The interface is in the form of data tables that contain platform-related information, and boot and runtime service calls that are available to the OS loader and the OS. Together, these provide a standard environment for booting an OS. This specification is designed as a pure interface specification. As such, the specification defines the set of interfaces and structures that platform firmware must implement. Similarly, the specification defines the set of interfaces and structures that the OS may use in booting. How either the firmware developer chooses to implement the required elements or the OS developer chooses to make use of those interfaces and structures is an implementation decision left for the developer.

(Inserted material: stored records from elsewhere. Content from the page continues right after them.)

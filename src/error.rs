//! Error types for multi-lookup
//!
//! This module defines the error hierarchy for:
//! - Configuration and CLI errors
//! - Log sink errors
//! - Name resolution errors
//! - Worker thread errors
//!
//! Only startup failures are fatal. Everything that can go wrong once the
//! pools are running (missing input files, oversized names, failed lookups,
//! log write failures) is logged and counted, never propagated.

use std::fmt;
use std::path::PathBuf;
use thiserror::Error;

/// Top-level error type for multi-lookup
#[derive(Error, Debug)]
pub enum LookupError {
    /// Configuration errors
    #[error("Configuration error: {0}")]
    Config(#[from] ConfigError),

    /// Log sink errors
    #[error("Log error: {0}")]
    Sink(#[from] SinkError),

    /// Worker/concurrency errors
    #[error("Worker error: {0}")]
    Worker(#[from] WorkerError),

    /// I/O errors (flushing logs, etc.)
    #[error("I/O error: {0}")]
    Io(#[from] std::io::Error),
}

/// Configuration and CLI errors
#[derive(Error, Debug, Clone, PartialEq, Eq)]
pub enum ConfigError {
    /// Invalid requester count
    #[error("Invalid requester count {count}: must be between 1 and {max}")]
    InvalidRequesterCount { count: usize, max: usize },

    /// Invalid resolver count
    #[error("Invalid resolver count {count}: must be between 1 and {max}")]
    InvalidResolverCount { count: usize, max: usize },

    /// Wrong number of input files
    #[error("Invalid number of data files {count}: must be between 1 and {max}")]
    InvalidFileCount { count: usize, max: usize },

    /// Buffer capacity of zero
    #[error("Invalid buffer size {size}: must be at least 1")]
    InvalidBufferSize { size: usize },

    /// Name length limit of zero
    #[error("Invalid maximum name length {length}: must be at least 1")]
    InvalidMaxNameLength { length: usize },

    /// Log path error
    #[error("Invalid {log} log path '{path}': {reason}")]
    InvalidLogPath {
        log: &'static str,
        path: PathBuf,
        reason: String,
    },
}

/// Log sink errors
#[derive(Error, Debug)]
pub enum SinkError {
    /// Failed to open the log file
    #[error("Failed to open log '{path}': {source}")]
    OpenFailed {
        path: PathBuf,
        #[source]
        source: std::io::Error,
    },
}

/// Name resolution errors
///
/// These are never fatal: the resolver pool writes an empty address field
/// and moves on.
#[derive(Error, Debug, Clone, PartialEq, Eq)]
pub enum ResolveError {
    /// Lookup succeeded but returned no addresses
    #[error("No address found for '{name}'")]
    NoAddress { name: String },

    /// Lookup failed
    #[error("Lookup of '{name}' failed: {reason}")]
    Lookup { name: String, reason: String },
}

impl ResolveError {
    /// The name that failed to resolve
    pub fn name(&self) -> &str {
        match self {
            ResolveError::NoAddress { name } => name,
            ResolveError::Lookup { name, .. } => name,
        }
    }
}

/// Which pool a worker belongs to
#[derive(Debug, Clone, Copy, PartialEq, Eq)]
pub enum WorkerRole {
    Requester,
    Resolver,
}

impl fmt::Display for WorkerRole {
    fn fmt(&self, f: &mut fmt::Formatter<'_>) -> fmt::Result {
        match self {
            WorkerRole::Requester => f.write_str("requester"),
            WorkerRole::Resolver => f.write_str("resolver"),
        }
    }
}

/// Worker thread errors
#[derive(Error, Debug)]
pub enum WorkerError {
    /// Thread could not be spawned
    #[error("Failed to spawn {role} {id}: {reason}")]
    SpawnFailed {
        role: WorkerRole,
        id: usize,
        reason: String,
    },

    /// Worker panicked
    #[error("{role} {id} panicked")]
    Panicked { role: WorkerRole, id: usize },
}

/// Result type alias for LookupError
pub type Result<T> = std::result::Result<T, LookupError>;

/// Result type alias for ResolveError
pub type ResolveResult<T> = std::result::Result<T, ResolveError>;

Using this formal definition, a shrink-wrap OS intended to run on platforms compatible with supported processor specifications will be able to boot on a variety of system designs without further platform or OS customization. The definition will also allow for platform innovation to introduce new features and functionality that enhance platform capability without requiring new code to be written in the OS boot sequence. [page 1.] 2575

UEFI Shell Specification Version 2.2

The UEFI Shell environment provides an API, a command prompt and a rich set of commands that extend and enhance the UEFI Shell’s capability. [page 1] 258

UEFI Platform Initialization Specification Version 1.6

This specification defines the core code and services that are required for an implementation of the Pre-EFI Initialization (PEI) phase of the Platform Initialization (PI) specifications (hereafter referred to as the “PI Architecture”). This PEI core interface specification (CIS) does the following:
[vol. 1, page 1] 1627

UEFI Platform Initialization Distribution Packaging Specification Version 1.1

This specification defines the overall architecture and external interfaces that are required for distribution of UEFI/PI source and binary files. [page 1] 359

TCG EFI Platform Specification

PC Client Work Group EFI Platform Specification, Version 1.22, Revision 15

This document is about the processes that boot an Extensible Firmware Interface (EFI) platform and load an OS on that platform. Specifically, this specification contains the requirements for measuring EFI unique events into TPM PCRs and adding boot event entries into the Event Log. [page 5] 43

TCG EFI Protocol Specification

PC Client Work Group EFI Protocol Specification, Family “2.0”, Level 00, Revision 00.13

The purpose of this document is to define a standard interface to the TPM on an EFI platform. This standard interface is useful on any instantiations of an EFI platform that conforms to the EFI Specification. This EFI Protocol Specification is a pure interface specification that provides no information on “how” to construct the underlying firmware implementation. [page 9] 46

By my count, 5,585 pages from the Unified Extensible Firmware Interface Forum, consortium website alone.

Of course, then you need to integrate it with other documentation, your test results and the results of others, not to mention blogs and other sources.

Breaking this content into useful subjects would be non-trivia, but how much are universal vulnerabilities worth?